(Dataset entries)
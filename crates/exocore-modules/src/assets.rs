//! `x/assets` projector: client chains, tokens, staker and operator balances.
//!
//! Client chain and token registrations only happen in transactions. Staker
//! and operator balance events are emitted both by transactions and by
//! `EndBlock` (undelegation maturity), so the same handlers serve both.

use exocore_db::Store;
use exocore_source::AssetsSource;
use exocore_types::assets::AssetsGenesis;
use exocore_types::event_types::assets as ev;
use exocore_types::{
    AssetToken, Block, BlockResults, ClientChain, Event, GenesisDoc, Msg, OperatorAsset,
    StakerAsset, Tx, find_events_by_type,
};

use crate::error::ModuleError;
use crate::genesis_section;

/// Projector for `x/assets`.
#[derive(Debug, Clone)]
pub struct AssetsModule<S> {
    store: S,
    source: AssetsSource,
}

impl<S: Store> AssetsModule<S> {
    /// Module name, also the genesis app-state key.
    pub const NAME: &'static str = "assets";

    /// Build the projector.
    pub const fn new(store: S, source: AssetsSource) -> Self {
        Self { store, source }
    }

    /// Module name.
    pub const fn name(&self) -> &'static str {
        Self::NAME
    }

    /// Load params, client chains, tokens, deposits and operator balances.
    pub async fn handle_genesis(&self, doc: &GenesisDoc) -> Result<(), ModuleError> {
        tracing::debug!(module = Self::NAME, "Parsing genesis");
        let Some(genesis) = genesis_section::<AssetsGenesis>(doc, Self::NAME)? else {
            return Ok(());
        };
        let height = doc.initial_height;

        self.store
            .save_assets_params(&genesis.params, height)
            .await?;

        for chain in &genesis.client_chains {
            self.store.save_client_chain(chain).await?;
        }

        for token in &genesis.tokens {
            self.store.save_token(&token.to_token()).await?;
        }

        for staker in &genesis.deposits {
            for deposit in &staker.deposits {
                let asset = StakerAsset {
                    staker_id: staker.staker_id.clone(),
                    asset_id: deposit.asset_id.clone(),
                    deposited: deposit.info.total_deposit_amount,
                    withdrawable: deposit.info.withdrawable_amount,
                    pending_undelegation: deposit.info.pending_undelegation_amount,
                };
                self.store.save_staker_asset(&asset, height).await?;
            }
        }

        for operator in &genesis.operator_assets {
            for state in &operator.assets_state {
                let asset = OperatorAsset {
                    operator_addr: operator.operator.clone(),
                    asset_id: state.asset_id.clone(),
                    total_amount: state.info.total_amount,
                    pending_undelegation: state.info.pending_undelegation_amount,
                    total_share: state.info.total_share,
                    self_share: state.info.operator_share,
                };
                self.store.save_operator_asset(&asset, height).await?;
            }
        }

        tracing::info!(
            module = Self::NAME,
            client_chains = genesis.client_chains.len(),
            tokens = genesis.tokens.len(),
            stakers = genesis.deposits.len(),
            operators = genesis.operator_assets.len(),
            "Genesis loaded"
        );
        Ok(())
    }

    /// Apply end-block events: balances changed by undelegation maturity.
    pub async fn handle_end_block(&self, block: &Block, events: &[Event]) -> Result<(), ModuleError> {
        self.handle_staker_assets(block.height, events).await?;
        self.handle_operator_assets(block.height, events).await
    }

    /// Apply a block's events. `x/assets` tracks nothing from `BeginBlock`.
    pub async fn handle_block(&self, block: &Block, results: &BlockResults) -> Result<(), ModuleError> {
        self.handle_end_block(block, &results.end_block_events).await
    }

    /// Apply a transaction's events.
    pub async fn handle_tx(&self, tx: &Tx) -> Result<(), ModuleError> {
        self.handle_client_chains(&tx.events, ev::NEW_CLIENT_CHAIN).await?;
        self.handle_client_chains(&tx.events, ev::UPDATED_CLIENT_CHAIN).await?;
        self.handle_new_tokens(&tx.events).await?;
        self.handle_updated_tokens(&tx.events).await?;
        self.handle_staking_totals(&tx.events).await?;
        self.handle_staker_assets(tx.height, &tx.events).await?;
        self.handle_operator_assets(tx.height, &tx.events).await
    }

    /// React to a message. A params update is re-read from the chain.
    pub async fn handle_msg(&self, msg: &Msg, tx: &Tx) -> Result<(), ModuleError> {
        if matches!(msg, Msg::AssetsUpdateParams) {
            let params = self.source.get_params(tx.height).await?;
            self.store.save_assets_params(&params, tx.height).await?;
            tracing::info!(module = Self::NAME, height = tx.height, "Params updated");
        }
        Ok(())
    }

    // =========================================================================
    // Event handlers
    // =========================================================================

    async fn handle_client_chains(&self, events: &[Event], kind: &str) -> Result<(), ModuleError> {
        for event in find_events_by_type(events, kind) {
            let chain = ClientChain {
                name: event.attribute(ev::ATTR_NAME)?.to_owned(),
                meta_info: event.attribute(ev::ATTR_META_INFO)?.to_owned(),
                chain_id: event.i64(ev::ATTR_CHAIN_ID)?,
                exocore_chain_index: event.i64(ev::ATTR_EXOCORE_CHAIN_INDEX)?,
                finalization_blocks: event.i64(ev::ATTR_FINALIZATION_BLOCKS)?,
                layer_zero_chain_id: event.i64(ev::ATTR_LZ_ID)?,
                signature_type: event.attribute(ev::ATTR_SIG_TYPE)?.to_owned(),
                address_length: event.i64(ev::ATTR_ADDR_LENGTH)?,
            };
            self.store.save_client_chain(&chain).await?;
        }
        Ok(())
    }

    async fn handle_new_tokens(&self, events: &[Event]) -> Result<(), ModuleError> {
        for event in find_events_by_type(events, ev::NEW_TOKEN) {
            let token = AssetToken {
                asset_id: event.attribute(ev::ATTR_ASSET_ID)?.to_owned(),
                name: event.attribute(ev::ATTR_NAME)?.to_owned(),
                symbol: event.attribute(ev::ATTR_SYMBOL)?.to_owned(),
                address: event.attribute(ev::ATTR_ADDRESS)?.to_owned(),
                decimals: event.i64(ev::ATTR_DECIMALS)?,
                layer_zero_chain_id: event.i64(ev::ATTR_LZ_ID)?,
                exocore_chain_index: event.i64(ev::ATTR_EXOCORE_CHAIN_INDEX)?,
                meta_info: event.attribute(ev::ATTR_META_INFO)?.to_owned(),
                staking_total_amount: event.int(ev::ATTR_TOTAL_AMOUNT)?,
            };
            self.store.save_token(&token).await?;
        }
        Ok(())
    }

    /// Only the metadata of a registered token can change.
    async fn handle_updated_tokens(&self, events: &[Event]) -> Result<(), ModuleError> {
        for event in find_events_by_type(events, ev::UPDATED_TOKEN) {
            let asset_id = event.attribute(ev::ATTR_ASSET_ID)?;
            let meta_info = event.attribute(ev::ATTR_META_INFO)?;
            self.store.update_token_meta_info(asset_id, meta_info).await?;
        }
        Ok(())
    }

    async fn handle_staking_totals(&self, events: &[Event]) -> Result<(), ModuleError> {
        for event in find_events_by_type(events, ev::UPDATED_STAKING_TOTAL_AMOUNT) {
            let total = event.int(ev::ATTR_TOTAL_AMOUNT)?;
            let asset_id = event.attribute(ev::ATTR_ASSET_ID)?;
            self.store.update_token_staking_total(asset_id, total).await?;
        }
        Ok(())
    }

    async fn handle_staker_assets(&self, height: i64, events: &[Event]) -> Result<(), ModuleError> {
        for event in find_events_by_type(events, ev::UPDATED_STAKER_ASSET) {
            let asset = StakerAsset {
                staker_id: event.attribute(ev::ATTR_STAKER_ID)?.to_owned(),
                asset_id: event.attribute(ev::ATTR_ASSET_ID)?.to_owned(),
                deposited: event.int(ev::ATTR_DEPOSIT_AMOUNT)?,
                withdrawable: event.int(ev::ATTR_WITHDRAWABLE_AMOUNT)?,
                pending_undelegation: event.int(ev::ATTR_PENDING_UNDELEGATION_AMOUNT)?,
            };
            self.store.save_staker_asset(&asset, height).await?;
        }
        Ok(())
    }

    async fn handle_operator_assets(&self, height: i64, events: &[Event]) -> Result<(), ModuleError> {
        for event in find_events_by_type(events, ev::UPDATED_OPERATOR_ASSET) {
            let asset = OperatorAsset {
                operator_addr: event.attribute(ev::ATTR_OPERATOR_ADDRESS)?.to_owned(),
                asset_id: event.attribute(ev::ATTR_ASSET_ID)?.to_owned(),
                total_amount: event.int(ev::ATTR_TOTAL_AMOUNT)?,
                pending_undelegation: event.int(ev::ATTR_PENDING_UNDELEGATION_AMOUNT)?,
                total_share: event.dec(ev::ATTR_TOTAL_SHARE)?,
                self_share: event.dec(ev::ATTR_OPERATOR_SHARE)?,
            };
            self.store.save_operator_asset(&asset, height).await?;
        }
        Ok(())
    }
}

...

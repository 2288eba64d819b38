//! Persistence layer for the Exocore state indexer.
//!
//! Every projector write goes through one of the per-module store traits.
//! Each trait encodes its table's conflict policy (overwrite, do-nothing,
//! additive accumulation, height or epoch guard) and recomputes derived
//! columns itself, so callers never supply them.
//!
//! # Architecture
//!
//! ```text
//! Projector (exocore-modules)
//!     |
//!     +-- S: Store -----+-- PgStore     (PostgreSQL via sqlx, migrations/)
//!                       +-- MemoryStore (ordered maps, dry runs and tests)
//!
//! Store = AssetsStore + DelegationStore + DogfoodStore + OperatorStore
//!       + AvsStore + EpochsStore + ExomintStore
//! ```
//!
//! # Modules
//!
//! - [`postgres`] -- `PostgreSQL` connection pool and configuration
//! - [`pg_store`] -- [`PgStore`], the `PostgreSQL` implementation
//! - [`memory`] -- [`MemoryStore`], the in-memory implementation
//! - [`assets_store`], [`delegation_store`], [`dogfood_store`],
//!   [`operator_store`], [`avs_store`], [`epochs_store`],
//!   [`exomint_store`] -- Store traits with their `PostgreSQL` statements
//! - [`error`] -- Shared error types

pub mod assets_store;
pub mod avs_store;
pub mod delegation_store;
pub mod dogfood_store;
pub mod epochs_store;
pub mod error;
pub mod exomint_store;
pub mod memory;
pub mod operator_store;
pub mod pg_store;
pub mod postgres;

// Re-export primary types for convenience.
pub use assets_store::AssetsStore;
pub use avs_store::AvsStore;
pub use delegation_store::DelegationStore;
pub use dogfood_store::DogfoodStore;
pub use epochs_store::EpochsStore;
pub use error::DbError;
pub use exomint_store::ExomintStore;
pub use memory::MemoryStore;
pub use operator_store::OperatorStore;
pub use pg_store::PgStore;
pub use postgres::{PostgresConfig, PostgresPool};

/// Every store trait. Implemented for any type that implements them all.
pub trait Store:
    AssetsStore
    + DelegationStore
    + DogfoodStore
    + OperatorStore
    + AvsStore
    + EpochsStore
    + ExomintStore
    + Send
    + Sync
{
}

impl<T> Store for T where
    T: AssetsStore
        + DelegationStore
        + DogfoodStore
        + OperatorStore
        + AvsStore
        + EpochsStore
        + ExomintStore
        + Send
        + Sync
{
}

* * *

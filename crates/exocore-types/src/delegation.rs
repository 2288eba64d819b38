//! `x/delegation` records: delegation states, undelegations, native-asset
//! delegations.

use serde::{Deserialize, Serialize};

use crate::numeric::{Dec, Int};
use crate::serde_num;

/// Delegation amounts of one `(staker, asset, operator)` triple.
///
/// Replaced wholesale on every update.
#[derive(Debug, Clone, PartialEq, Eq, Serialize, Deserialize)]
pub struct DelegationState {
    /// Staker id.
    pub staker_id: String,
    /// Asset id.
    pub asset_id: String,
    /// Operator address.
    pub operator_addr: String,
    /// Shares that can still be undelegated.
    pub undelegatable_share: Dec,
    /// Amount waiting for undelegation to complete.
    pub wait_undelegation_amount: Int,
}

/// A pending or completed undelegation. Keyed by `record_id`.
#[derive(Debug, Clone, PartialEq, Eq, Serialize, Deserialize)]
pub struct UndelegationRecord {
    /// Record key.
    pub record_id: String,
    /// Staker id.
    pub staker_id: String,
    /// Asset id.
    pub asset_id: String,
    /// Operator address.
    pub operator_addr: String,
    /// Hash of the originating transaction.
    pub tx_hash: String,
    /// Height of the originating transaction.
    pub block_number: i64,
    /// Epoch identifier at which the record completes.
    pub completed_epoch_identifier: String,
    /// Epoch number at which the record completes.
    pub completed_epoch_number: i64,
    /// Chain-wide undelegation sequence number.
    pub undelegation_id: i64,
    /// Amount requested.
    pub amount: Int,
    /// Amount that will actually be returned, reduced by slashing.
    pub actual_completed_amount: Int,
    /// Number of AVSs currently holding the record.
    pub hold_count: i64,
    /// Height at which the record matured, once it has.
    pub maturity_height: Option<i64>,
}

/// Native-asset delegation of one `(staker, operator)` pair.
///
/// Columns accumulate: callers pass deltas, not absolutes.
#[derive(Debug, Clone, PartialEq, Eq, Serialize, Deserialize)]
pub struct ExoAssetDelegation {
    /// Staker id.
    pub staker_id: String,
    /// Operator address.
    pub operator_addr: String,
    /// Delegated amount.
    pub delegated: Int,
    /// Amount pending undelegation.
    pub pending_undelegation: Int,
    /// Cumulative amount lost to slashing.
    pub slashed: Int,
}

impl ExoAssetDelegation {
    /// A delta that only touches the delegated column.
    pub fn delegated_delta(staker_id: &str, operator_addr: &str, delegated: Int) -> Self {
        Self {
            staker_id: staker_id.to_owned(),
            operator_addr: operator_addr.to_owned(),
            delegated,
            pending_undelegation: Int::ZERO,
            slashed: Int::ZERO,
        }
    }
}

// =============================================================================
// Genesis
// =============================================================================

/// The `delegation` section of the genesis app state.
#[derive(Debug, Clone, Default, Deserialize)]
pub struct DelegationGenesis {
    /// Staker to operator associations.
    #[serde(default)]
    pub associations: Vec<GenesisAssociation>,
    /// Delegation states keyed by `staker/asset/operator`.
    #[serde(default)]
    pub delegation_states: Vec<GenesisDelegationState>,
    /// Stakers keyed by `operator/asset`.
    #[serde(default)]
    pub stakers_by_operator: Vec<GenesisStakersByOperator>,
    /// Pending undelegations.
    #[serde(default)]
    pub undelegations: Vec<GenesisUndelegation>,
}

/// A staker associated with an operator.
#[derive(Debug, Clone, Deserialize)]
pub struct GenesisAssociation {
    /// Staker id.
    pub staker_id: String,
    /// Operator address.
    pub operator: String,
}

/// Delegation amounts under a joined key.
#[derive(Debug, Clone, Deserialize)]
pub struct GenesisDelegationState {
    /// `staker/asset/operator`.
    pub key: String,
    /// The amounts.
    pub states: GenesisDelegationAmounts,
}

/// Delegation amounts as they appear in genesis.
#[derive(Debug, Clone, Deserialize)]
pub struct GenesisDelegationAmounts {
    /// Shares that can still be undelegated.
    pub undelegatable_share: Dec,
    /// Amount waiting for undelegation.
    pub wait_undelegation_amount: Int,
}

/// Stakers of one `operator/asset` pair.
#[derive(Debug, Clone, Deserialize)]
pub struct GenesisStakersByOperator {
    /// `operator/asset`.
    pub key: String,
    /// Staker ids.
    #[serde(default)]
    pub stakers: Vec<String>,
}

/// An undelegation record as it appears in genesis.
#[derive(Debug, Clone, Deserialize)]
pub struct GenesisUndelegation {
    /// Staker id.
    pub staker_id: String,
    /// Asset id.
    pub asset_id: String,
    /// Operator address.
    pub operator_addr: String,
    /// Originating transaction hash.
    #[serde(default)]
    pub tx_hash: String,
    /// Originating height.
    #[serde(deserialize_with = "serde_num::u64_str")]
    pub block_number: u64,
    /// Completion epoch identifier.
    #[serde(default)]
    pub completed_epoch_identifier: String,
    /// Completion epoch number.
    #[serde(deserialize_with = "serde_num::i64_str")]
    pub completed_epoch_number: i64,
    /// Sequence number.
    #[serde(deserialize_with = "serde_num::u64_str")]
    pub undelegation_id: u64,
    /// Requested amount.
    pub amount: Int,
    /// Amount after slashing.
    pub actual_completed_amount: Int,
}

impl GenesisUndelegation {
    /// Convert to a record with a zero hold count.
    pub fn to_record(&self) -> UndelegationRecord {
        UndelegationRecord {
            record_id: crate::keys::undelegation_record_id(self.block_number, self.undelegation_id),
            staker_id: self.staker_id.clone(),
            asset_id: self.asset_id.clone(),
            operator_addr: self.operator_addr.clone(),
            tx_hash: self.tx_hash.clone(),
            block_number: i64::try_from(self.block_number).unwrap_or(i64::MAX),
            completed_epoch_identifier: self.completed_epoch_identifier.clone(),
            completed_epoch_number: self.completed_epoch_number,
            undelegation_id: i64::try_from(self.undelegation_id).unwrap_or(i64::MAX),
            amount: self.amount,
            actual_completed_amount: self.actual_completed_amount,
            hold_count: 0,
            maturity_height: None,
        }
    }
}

WHAT THE EXERCISE ASKS:
Return, in full, every line of these entries that holds "GenesisDelegationAmounts".

RESPONSE BOX:
    pub states: GenesisDelegationAmounts,
pub struct GenesisDelegationAmounts {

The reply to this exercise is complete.